Working through the lines below, return each one that holds "anyhow".

Dataset entries
★ ★ ★ ★

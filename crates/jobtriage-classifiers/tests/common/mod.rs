//! Mock semantic classifiers for testing
//!
//! Configurable implementations of the SemanticClassifier trait for testing
//! escalation, fallback and batch concurrency without a network.

#![allow(dead_code)]

use async_trait::async_trait;
use jobtriage_classifiers::{SemanticClassifier, SemanticVerdict};
use jobtriage_core::{Error, RecommendedRoute, Result, TrafficLight};
use std::sync::atomic::{AtomicU32, Ordering};
use std::time::Duration;

/// A semantic classifier that returns a fixed verdict
pub struct MockSemanticClassifier {
    name: String,
    verdict: SemanticVerdict,
    simulated_latency: Option<Duration>,
    call_count: AtomicU32,
}

impl MockSemanticClassifier {
    /// Create a mock that answers amber/video with no certainty
    pub fn new(name: &str) -> Self {
        Self {
            name: name.to_string(),
            verdict: SemanticVerdict {
                traffic_light: TrafficLight::Amber,
                recommended_route: RecommendedRoute::Video,
                complexity_score: 4,
                needs_specialist: false,
                reasoning: "Needs a closer look".to_string(),
                certainty: None,
            },
            simulated_latency: None,
            call_count: AtomicU32::new(0),
        }
    }

    /// Set the light and route this mock will return
    pub fn with_outcome(mut self, light: TrafficLight, route: RecommendedRoute) -> Self {
        self.verdict.traffic_light = light;
        self.verdict.recommended_route = route;
        self
    }

    /// Set the specialist flag
    pub fn with_specialist(mut self, needs_specialist: bool) -> Self {
        self.verdict.needs_specialist = needs_specialist;
        self
    }

    /// Set the reported certainty
    pub fn with_certainty(mut self, certainty: u8) -> Self {
        self.verdict.certainty = Some(certainty);
        self
    }

    /// Set the reasoning text
    pub fn with_reasoning(mut self, reasoning: &str) -> Self {
        self.verdict.reasoning = reasoning.to_string();
        self
    }

    /// Set simulated latency
    pub fn with_latency(mut self, latency: Duration) -> Self {
        self.simulated_latency = Some(latency);
        self
    }

    /// Number of times judge was called
    pub fn call_count(&self) -> u32 {
        self.call_count.load(Ordering::Relaxed)
    }
}

#[async_trait]
impl SemanticClassifier for MockSemanticClassifier {
    async fn judge(&self, description: &str) -> Result<SemanticVerdict> {
        self.call_count.fetch_add(1, Ordering::Relaxed);

        if let Some(latency) = self.simulated_latency {
            tokio::time::sleep(latency).await;
        }

        // Text-driven failure for mixed batches
        if description.contains("FAIL") {
            return Err(Error::semantic("Simulated backend failure"));
        }

        Ok(self.verdict.clone())
    }

    fn name(&self) -> &str {
        &self.name
    }
}

/// A semantic classifier that always fails
pub struct FailingSemanticClassifier {
    call_count: AtomicU32,
}

impl FailingSemanticClassifier {
    pub fn new() -> Self {
        Self {
            call_count: AtomicU32::new(0),
        }
    }

    pub fn call_count(&self) -> u32 {
        self.call_count.load(Ordering::Relaxed)
    }
}

#[async_trait]
impl SemanticClassifier for FailingSemanticClassifier {
    async fn judge(&self, _description: &str) -> Result<SemanticVerdict> {
        self.call_count.fetch_add(1, Ordering::Relaxed);
        Err(Error::semantic("connection refused"))
    }

    fn name(&self) -> &str {
        "failing"
    }
}
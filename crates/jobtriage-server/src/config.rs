//! Server configuration

use anyhow::Context;
use jobtriage_classifiers::ClassifierConfig;
use serde::{Deserialize, Serialize};
use std::path::Path;
use tracing::info;

/// Server configuration
#[derive(Debug, Clone, PartialEq, Eq, Serialize, Deserialize)]
pub struct ServerConfig {
    /// Listen address
    #[serde(default = "default_listen")]
    pub listen: String,

    /// Listen port
    #[serde(default = "default_port")]
    pub port: u16,

    /// Decision log settings
    #[serde(default)]
    pub audit: AuditConfig,

    /// Classifier settings
    #[serde(default)]
    pub classifier: ClassifierConfig,
}

/// Command-line values that take precedence over the file
#[derive(Debug, Clone, Default)]
pub struct Overrides {
    pub listen: Option<String>,
    pub port: Option<u16>,
    pub no_tier2: bool,
    pub tier2_url: Option<String>,
}

impl ServerConfig {
    /// Load configuration from file and CLI overrides
    pub fn load(config_path: &str, overrides: &Overrides) -> anyhow::Result<Self> {
        // Try to load from file, or use defaults
        let mut config: Self = if Path::new(config_path).exists() {
            let content = std::fs::read_to_string(config_path)
                .with_context(|| format!("Failed to read {}", config_path))?;
            serde_yaml::from_str(&content)
                .with_context(|| format!("Invalid configuration in {}", config_path))?
        } else {
            info!("No configuration at {}, using defaults", config_path);
            Self::default()
        };

        // Apply CLI overrides
        if let Some(listen) = &overrides.listen {
            config.listen = listen.clone();
        }

        if let Some(port) = overrides.port {
            config.port = port;
        }

        if let Some(url) = &overrides.tier2_url {
            config.classifier.tier2.base_url = url.clone();
        }

        if overrides.no_tier2 {
            config.classifier.tier2.enabled = false;
        }

        config.classifier.validate()?;
        Ok(config)
    }

    /// Socket address string for binding
    pub fn bind_address(&self) -> String {
        format!("{}:{}", self.listen, self.port)
    }
}

impl Default for ServerConfig {
    fn default() -> Self {
        Self {
            listen: default_listen(),
            port: default_port(),
            audit: AuditConfig::default(),
            classifier: ClassifierConfig::default(),
        }
    }
}

/// Decision log configuration
#[derive(Debug, Clone, PartialEq, Eq, Serialize, Deserialize)]
pub struct AuditConfig {
    /// Record call decisions
    #[serde(default = "default_true")]
    pub enabled: bool,

    /// Retained decisions before the oldest is evicted
    #[serde(default = "default_capacity")]
    pub capacity: usize,
}

impl Default for AuditConfig {
    fn default() -> Self {
        Self {
            enabled: true,
            capacity: default_capacity(),
        }
    }
}

fn default_listen() -> String {
    "0.0.0.0".to_string()
}

fn default_port() -> u16 {
    8080
}

fn default_true() -> bool {
    true
}

fn default_capacity() -> usize {
    jobtriage_telemetry::audit::DEFAULT_CAPACITY
}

★ ★ ★ ★

### Answer space
use anyhow::Context;
    pub fn load(config_path: &str, overrides: &Overrides) -> anyhow::Result<Self> {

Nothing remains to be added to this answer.